# Available data

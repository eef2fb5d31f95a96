//! Edits one column definition of the `CREATE TABLE` statement SQLite keeps
//! in `sqlite_master`. Everything else in the statement is kept as written.

#[derive(Debug, Clone, Copy, PartialEq, Eq)]
pub(super) enum Edit<'a> {
    Default(&'a str),
    NotNull,
}

#[derive(Debug, Clone, Copy, PartialEq, Eq)]
enum Kind {
    Word,
    Quoted,
    Open,
    Close,
    Comma,
}

#[derive(Debug, Clone, Copy)]
struct Token {
    kind: Kind,
    start: usize,
    end: usize,
}

const TABLE_CONSTRAINTS: [&str; 5] = ["CONSTRAINT", "PRIMARY", "UNIQUE", "CHECK", "FOREIGN"];

/// The statement with `edit` applied to `column`, `None` when the column
/// definition cannot be located.
pub(super) fn rewrite_column(sql: &str, column: &str, edit: Edit<'_>) -> Option<String> {
    let tokens = tokenize(sql)?;
    let open = tokens.iter().position(|t| t.kind == Kind::Open)?;

    let mut depth = 0;
    let mut start = open + 1;
    let mut definition = None;

    for (index, token) in tokens.iter().enumerate().skip(open + 1) {
        let item_end = match token.kind {
            Kind::Open => {
                depth += 1;
                continue;
            }
            Kind::Close if depth > 0 => {
                depth -= 1;
                continue;
            }
            Kind::Close => true,
            Kind::Comma if depth == 0 => false,
            _ => continue,
        };

        let item = &tokens[start..index];
        if defines(sql, item, column) {
            definition = Some(item);
            break;
        }

        if item_end {
            break;
        }

        start = index + 1;
    }

    let item = definition?;
    let end = item.last()?.end;

    match edit {
        Edit::Default(default) => {
            let clause = format!(" DEFAULT {}", render_default(default));

            let Some((from, to)) = default_clause(sql, item) else {
                return Some(format!("{}{clause}{}", &sql[..end], &sql[end..]));
            };

            Some(format!(
                "{}{}{clause}{}",
                sql[..from].trim_end(),
                &sql[to..end],
                &sql[end..]
            ))
        }
        Edit::NotNull => {
            let already = item
                .windows(2)
                .any(|pair| is_word(sql, pair[0], "NOT") && is_word(sql, pair[1], "NULL"));

            if already {
                return Some(sql.to_owned());
            }

            Some(format!("{} NOT NULL{}", &sql[..end], &sql[end..]))
        }
    }
}

/// Renders a default so it can follow `DEFAULT` in a column definition.
fn render_default(default: &str) -> String {
    let trimmed = default.trim();

    if ["CURRENT_TIMESTAMP", "CURRENT_DATE", "CURRENT_TIME"]
        .iter()
        .any(|keyword| trimmed.eq_ignore_ascii_case(keyword))
    {
        return trimmed.to_owned();
    }

    format!("({trimmed})")
}

fn defines(sql: &str, item: &[Token], column: &str) -> bool {
    let Some(first) = item.first() else {
        return false;
    };

    if first.kind == Kind::Word
        && TABLE_CONSTRAINTS
            .iter()
            .any(|keyword| is_word(sql, *first, keyword))
    {
        return false;
    }

    matches!(first.kind, Kind::Word | Kind::Quoted)
        && unquote(&sql[first.start..first.end]).eq_ignore_ascii_case(column)
}

/// Byte range of an existing `[CONSTRAINT name] DEFAULT expr` clause.
fn default_clause(sql: &str, item: &[Token]) -> Option<(usize, usize)> {
    let mut depth = 0;
    let mut at = None;

    for (index, token) in item.iter().enumerate().skip(1) {
        match token.kind {
            Kind::Open => depth += 1,
            Kind::Close => depth -= 1,
            Kind::Word if depth == 0 && is_word(sql, *token, "DEFAULT") => {
                at = Some(index);
                break;
            }
            _ => {}
        }
    }

    let at = at?;
    let value = at + 1;
    let first = item.get(value)?;

    let last = match first.kind {
        Kind::Open => {
            let mut depth = 0;
            let mut close = None;

            for (index, token) in item.iter().enumerate().skip(value) {
                match token.kind {
                    Kind::Open => depth += 1,
                    Kind::Close => {
                        depth -= 1;
                        if depth == 0 {
                            close = Some(index);
                            break;
                        }
                    }
                    _ => {}
                }
            }

            close?
        }
        Kind::Word if matches!(&sql[first.start..first.end], "+" | "-") => value + 1,
        Kind::Word
            if is_word(sql, *first, "X")
                && item
                    .get(value + 1)
                    .is_some_and(|next| next.kind == Kind::Quoted && next.start == first.end) =>
        {
            value + 1
        }
        _ => value,
    };

    let from = match at.checked_sub(2).map(|index| item[index]) {
        Some(token) if is_word(sql, token, "CONSTRAINT") => token.start,
        _ => item[at].start,
    };

    Some((from, item.get(last)?.end))
}

fn is_word(sql: &str, token: Token, word: &str) -> bool {
    token.kind == Kind::Word && sql[token.start..token.end].eq_ignore_ascii_case(word)
}

fn unquote(text: &str) -> String {
    let mut chars = text.chars();

    let close = match chars.next() {
        Some('"') => '"',
        Some('`') => '`',
        Some('\'') => '\'',
        Some('[') => return text[1..text.len() - 1].to_owned(),
        _ => return text.to_owned(),
    };

    let inner = &text[1..text.len() - 1];
    let doubled = format!("{close}{close}");

    inner.replace(&doubled, &close.to_string())
}

fn tokenize(sql: &str) -> Option<Vec<Token>> {
    let bytes = sql.as_bytes();
    let mut tokens = Vec::new();
    let mut i = 0;

    while i < bytes.len() {
        let start = i;

        let kind = match bytes[i] {
            b if b.is_ascii_whitespace() => {
                i += 1;
                continue;
            }
            b'-' if bytes.get(i + 1) == Some(&b'-') => {
                while i < bytes.len() && bytes[i] != b'\n' {
                    i += 1;
                }
                continue;
            }
            b'/' if bytes.get(i + 1) == Some(&b'*') => {
                let close = sql[i + 2..].find("*/")?;
                i += close + 4;
                continue;
            }
            b'(' => {
                i += 1;
                Kind::Open
            }
            b')' => {
                i += 1;
                Kind::Close
            }
            b',' => {
                i += 1;
                Kind::Comma
            }
            b'[' => {
                i += sql[i..].find(']')? + 1;
                Kind::Quoted
            }
            quote @ (b'\'' | b'"' | b'`') => {
                i += 1;
                loop {
                    match bytes.get(i) {
                        None => return None,
                        Some(&b) if b == quote && bytes.get(i + 1) == Some(&quote) => i += 2,
                        Some(&b) if b == quote => {
                            i += 1;
                            break;
                        }
                        Some(_) => i += 1,
                    }
                }
                Kind::Quoted
            }
            _ => {
                while i < bytes.len() && !delimits(bytes[i]) {
                    i += 1;
                }
                Kind::Word
            }
        };

        tokens.push(Token {
            kind,
            start,
            end: i,
        });
    }

    Some(tokens)
}

fn delimits(b: u8) -> bool {
    b.is_ascii_whitespace() || matches!(b, b'(' | b')' | b',' | b'\'' | b'"' | b'`' | b'[')
}

#[cfg(test)]
mod tests {
    use super::*;

    const PAYMENT: &str = r#"CREATE TABLE payment (
    id INTEGER PRIMARY KEY AUTOINCREMENT,
    method TEXT COLLATE NOCASE NOT NULL,
    "value" REAL CHECK ("value" > 0),
    settled BOOLEAN, -- filled later
    doubled REAL GENERATED ALWAYS AS ("value" * 2) VIRTUAL,
    CONSTRAINT method_known CHECK (method IN ('cash', 'card'))
)"#;

    #[test]
    fn default_is_appended_to_the_column_only() {
        let sql = rewrite_column(PAYMENT, "settled", Edit::Default("0")).unwrap();

        assert!(sql.contains("settled BOOLEAN DEFAULT (0), -- filled later"));
        assert!(sql.contains("method TEXT COLLATE NOCASE NOT NULL,"));
        assert!(sql.contains(r#"CHECK ("value" > 0)"#));
        assert!(sql.contains("CONSTRAINT method_known CHECK (method IN ('cash', 'card'))"));
        assert!(sql.contains("AUTOINCREMENT"));
    }

    #[test]
    fn existing_default_is_replaced() {
        let sql = "CREATE TABLE sale (id INTEGER, status TEXT DEFAULT 'open' NOT NULL, total REAL DEFAULT (-1))";

        assert_eq!(
            rewrite_column(sql, "status", Edit::Default("'draft'")).unwrap(),
            "CREATE TABLE sale (id INTEGER, status TEXT NOT NULL DEFAULT ('draft'), total REAL DEFAULT (-1))"
        );
        assert_eq!(
            rewrite_column(sql, "total", Edit::Default("0")).unwrap(),
            "CREATE TABLE sale (id INTEGER, status TEXT DEFAULT 'open' NOT NULL, total REAL DEFAULT (0))"
        );

        let named = "CREATE TABLE sale (id INTEGER, total REAL CONSTRAINT zero DEFAULT - 1 CHECK (total <> 2))";
        assert_eq!(
            rewrite_column(named, "total", Edit::Default("0")).unwrap(),
            "CREATE TABLE sale (id INTEGER, total REAL CHECK (total <> 2) DEFAULT (0))"
        );
    }

    #[test]
    fn not_null_is_added_once() {
        let sql = rewrite_column(PAYMENT, r#"value"#, Edit::NotNull).unwrap();
        assert!(sql.contains(r#""value" REAL CHECK ("value" > 0) NOT NULL,"#));

        assert_eq!(rewrite_column(PAYMENT, "method", Edit::NotNull).unwrap(), PAYMENT);
    }

    #[test]
    fn constraints_and_unknown_columns_are_not_definitions() {
        assert_eq!(rewrite_column(PAYMENT, "check", Edit::NotNull), None);
        assert_eq!(rewrite_column(PAYMENT, "missing", Edit::NotNull), None);
        assert_eq!(rewrite_column("CREATE TABLE broken (id 'INTEGER", "id", Edit::NotNull), None);
    }

    #[test]
    fn defaults_are_parenthesized_except_keywords() {
        assert_eq!(render_default("0"), "(0)");
        assert_eq!(render_default("'draft'"), "('draft')");
        assert_eq!(render_default("current_timestamp"), "current_timestamp");
    }
}
//! Merges city locations spelled differently, keeping the oldest row.

use std::collections::HashMap;

use patchkit::snapshot::{snapshot, v1::V1};
use patchkit::{Patch, Session};
use sqlx::Sqlite;

snapshot! {
    pub struct CityLocation: V1 => "city_location" {
        pub city: Option<String>,
        pub state: Option<String>,
    }
}

/// Columns pointing at `city_location`.
const REFERENCES: [(&str, &str); 2] = [
    ("address", "city_location_id"),
    ("individual", "birth_location_id"),
];

pub fn normalize(value: Option<&str>) -> String {
    value
        .unwrap_or_default()
        .split_whitespace()
        .collect::<Vec<_>>()
        .join(" ")
        .to_lowercase()
        .chars()
        .map(|c| match c {
            'á' | 'à' | 'â' | 'ã' | 'ä' => 'a',
            'é' | 'è' | 'ê' | 'ë' => 'e',
            'í' | 'ì' | 'î' | 'ï' => 'i',
            'ó' | 'ò' | 'ô' | 'õ' | 'ö' => 'o',
            'ú' | 'ù' | 'û' | 'ü' => 'u',
            'ç' => 'c',
            c => c,
        })
        .collect()
}

pub struct MergeCities;

#[async_trait::async_trait]
impl Patch<Sqlite> for MergeCities {
    fn name(&self) -> &str {
        "patch-03-17"
    }

    fn generation(&self) -> u8 {
        1
    }

    async fn apply_patch(&self, session: &mut Session<Sqlite>) -> anyhow::Result<()> {
        let cities = session
            .find::<CityLocation>()
            .order_by("id")
            .all()
            .await?;

        let mut canonical = HashMap::new();

        for city in cities {
            let key = (
                normalize(city.state.as_deref()),
                normalize(city.city.as_deref()),
            );

            let Some(&target) = canonical.get(&key) else {
                canonical.insert(key, city.id());
                continue;
            };

            for (table, column) in REFERENCES {
                session
                    .execute_raw(
                        &format!("UPDATE {table} SET {column} = $1 WHERE {column} = $2"),
                        vec![target.into(), city.id().into()],
                    )
                    .await?;
            }

            session.delete(city)?;
        }

        Ok(())
    }
}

# Work request
Which lines of the listing contain the word "INTEGER"? Copy each of them.

# Answer to this task
    id INTEGER PRIMARY KEY AUTOINCREMENT,
        let sql = "CREATE TABLE sale (id INTEGER, status TEXT DEFAULT 'open' NOT NULL, total REAL DEFAULT (-1))";
            "CREATE TABLE sale (id INTEGER, status TEXT NOT NULL DEFAULT ('draft'), total REAL DEFAULT (-1))"
            "CREATE TABLE sale (id INTEGER, status TEXT DEFAULT 'open' NOT NULL, total REAL DEFAULT (0))"
        let named = "CREATE TABLE sale (id INTEGER, total REAL CONSTRAINT zero DEFAULT - 1 CHECK (total <> 2))";
            "CREATE TABLE sale (id INTEGER, total REAL CHECK (total <> 2) DEFAULT (0))"
        assert_eq!(rewrite_column("CREATE TABLE broken (id 'INTEGER", "id", Edit::NotNull), None);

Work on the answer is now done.